Many thoughtful people are writing about the Covenant, and I'm sure more will write after Easter. For good, solid journalism and analysis, I encourage you to keep checking Episcopal Café, Thinking Anglicans, and Preludium.
6 Comments:
Amen, dearest Lisa!
I think there is a great deal about this new version that is flat-out dangerous. This incarnation would allow for break away churches and diocese to have membership. That's so antithetical to Anglicanism, it makes my head spin.
This is not a covenant - this is a contract. Let's start calling it that, why don't we?
To paraphrase a famous song, "We don't need no stinkin' covenant...all in all it's just another brick in the wall."
Amen to you both.
Yes, Elizabeth. I think you're correct. It's no covenant; it's just a contract. Well said!
Well, the thing is that it was a bad idea from the beginning. I don't really care what words show up on the paper, this is just not how we do things.

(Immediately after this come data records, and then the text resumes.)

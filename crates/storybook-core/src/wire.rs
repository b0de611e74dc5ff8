use bytes::{BufMut as _, Bytes, BytesMut};
use tracing::warn;

use crate::errors::WireError;
use crate::frame::Frame;

/// Prefix of every record. Encoder and decoder must agree on it byte for byte,
/// trailing space included.
pub const RECORD_TAG: &str = "event: ";
/// A blank line ends a record.
pub const RECORD_TERMINATOR: &str = "\n\n";
pub const EVENT_STREAM_CONTENT_TYPE: &str = "text/event-stream";

/// Serializes frames into `<tag><json><terminator>` records.
#[derive(Clone, Debug)]
pub struct RecordEncoder {
    tag: String,
}

impl Default for RecordEncoder {
    fn default() -> Self {
        Self::with_tag(RECORD_TAG)
    }
}

impl RecordEncoder {
    /// Creates an encoder with a custom record tag.
    ///
    /// Only useful for interop testing; production streams use [`RECORD_TAG`].
    pub fn with_tag(tag: impl Into<String>) -> Self {
        Self { tag: tag.into() }
    }

    pub fn tag(&self) -> &str {
        &self.tag
    }

    /// Encodes one frame as a complete wire record.
    pub fn encode(&self, frame: &Frame) -> Result<Bytes, WireError> {
        let json = serde_json::to_string(frame)
            .map_err(|e| WireError::serialize(frame.kind(), e.to_string()))?;
        let mut buf =
            BytesMut::with_capacity(self.tag.len() + json.len() + RECORD_TERMINATOR.len());
        buf.put_slice(self.tag.as_bytes());
        buf.put_slice(json.as_bytes());
        buf.put_slice(RECORD_TERMINATOR.as_bytes());
        Ok(buf.freeze())
    }

    /// Like [`encode`](Self::encode), but logs and skips frames that cannot be
    /// serialized instead of failing the stream.
    pub fn encode_or_skip(&self, frame: &Frame) -> Option<Bytes> {
        match self.encode(frame) {
            Ok(record) => Some(record),
            Err(err) => {
                warn!(kind = frame.kind(), error = %err, "skipping frame that could not be encoded");
                None
            }
        }
    }
}
use std::sync::Arc;

use anyhow::Context as _;
use clap::Parser as _;
use storybook_core::observability::init_observability;
use storybook_server::{AppState, Args, ProcessEngine, ServerConfig, router};
use tracing::info;

#[tokio::main]
async fn main() -> anyhow::Result<()> {
    storybook_server::config::load_env();
    init_observability("info");

    let config = ServerConfig::from_args(Args::parse())?;
    let engine =
        Arc::new(ProcessEngine::new(&config.engine_bin).with_args(config.engine_args.clone()));
    let app = router(AppState::new(engine, &config));

    let listener = tokio::net::TcpListener::bind(config.addr)
        .await
        .with_context(|| format!("failed to bind {}", config.addr))?;
    info!(
        addr = %config.addr,
        script = %config.script,
        engine = %config.engine_bin,
        "storybook server listening"
    );

    axum::serve(listener, app)
        .with_graceful_shutdown(async {
            let _ = tokio::signal::ctrl_c().await;
        })
        .await
        .context("server error")?;
    info!("storybook server stopped");
    Ok(())
}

Even if the contract/covenant said "Yea for the homos," I would still think it's a bad, very bad, idea.
It is positively conservative Anglicanism to resist something that will tear down our comprehensiveness. I fear that though some want for this covenant for good and honest reasons, the project is misguided and has been colored by particular agendae that if adopted would make schism more likely.
No question, Lindy & Christopher. I agree it has been tainted from the beginning with a fervent desire to make TEC "pay" in some sense. None of these drafts move away from anger and a punitive tone.